• _Work task_: From the listing below, pick out each line with the word "unread".

───── Provided entries

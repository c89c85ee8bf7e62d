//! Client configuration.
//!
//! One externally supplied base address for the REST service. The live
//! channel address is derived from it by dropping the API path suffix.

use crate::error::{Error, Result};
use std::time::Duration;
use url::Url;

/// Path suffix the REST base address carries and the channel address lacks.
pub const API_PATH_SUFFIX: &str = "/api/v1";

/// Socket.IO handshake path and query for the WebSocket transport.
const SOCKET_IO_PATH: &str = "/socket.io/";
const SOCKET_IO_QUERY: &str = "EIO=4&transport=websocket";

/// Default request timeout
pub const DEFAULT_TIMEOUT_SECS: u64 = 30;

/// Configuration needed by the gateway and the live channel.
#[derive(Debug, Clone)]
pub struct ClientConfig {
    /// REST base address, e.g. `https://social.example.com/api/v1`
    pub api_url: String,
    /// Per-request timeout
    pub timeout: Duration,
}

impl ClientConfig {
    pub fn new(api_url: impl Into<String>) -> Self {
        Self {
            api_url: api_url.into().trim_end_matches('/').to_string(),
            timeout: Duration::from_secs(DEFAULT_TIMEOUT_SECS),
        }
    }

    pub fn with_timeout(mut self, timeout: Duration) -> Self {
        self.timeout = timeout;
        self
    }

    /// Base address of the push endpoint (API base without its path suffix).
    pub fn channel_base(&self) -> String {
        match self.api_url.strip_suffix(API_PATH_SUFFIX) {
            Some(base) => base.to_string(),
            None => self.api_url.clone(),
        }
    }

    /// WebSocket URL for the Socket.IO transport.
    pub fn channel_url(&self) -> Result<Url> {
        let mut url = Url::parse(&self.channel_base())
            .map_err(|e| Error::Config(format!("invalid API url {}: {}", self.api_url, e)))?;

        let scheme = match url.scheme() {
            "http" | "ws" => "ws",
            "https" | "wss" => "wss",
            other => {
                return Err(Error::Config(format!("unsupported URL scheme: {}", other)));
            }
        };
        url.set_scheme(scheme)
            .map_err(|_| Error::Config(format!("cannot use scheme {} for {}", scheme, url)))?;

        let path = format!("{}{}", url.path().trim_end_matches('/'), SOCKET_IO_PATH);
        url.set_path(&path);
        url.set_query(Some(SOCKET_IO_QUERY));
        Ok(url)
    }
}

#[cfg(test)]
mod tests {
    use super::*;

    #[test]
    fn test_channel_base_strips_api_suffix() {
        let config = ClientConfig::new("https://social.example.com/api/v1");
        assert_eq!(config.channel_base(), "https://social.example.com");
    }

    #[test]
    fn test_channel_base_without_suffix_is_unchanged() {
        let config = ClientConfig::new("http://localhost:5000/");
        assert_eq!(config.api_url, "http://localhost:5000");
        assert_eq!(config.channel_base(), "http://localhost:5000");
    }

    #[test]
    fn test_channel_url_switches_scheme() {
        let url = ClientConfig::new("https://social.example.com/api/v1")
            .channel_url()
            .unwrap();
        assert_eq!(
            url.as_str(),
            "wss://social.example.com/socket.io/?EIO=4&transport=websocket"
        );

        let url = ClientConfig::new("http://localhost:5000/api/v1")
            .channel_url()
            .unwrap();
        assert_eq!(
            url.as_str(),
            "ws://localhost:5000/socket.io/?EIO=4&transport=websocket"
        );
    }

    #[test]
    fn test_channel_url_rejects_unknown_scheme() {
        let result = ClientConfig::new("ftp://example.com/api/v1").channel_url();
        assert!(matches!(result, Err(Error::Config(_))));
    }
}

──────────
───── Provided entries

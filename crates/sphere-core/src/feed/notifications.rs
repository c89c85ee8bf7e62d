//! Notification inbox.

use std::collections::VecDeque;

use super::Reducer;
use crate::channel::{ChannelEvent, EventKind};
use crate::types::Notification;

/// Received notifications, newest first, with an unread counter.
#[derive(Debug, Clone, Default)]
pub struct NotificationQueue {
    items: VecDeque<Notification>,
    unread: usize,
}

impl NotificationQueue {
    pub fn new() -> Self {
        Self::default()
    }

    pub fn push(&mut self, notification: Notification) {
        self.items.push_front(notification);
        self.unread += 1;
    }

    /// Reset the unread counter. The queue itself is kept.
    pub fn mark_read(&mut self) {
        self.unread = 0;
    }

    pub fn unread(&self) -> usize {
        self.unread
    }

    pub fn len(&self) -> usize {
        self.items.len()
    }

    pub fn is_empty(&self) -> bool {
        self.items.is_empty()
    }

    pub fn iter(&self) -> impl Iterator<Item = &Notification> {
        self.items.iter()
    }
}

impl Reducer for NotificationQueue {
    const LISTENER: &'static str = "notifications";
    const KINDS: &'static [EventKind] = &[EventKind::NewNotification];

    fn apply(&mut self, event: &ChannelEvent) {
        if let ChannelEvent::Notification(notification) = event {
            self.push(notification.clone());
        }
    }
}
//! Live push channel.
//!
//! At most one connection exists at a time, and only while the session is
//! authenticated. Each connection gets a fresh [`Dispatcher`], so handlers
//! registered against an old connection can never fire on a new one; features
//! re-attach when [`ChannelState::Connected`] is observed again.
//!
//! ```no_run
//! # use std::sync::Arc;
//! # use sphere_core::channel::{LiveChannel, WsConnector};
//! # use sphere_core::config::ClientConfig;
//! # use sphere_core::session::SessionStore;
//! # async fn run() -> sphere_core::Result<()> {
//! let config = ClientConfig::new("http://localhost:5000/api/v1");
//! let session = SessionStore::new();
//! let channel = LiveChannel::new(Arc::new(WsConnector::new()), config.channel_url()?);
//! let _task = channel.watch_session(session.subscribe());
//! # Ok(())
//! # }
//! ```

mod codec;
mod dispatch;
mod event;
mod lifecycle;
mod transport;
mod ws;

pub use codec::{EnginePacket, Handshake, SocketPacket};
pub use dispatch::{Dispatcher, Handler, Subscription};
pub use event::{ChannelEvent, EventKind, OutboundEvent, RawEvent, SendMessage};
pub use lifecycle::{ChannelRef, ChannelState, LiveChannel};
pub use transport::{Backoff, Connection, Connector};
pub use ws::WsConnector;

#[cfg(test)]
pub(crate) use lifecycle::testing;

──────────

• _Written answer_:
/// Received notifications, newest first, with an unread counter.
    unread: usize,
        self.unread += 1;
    /// Reset the unread counter. The queue itself is kept.
        self.unread = 0;
    pub fn unread(&self) -> usize {
        self.unread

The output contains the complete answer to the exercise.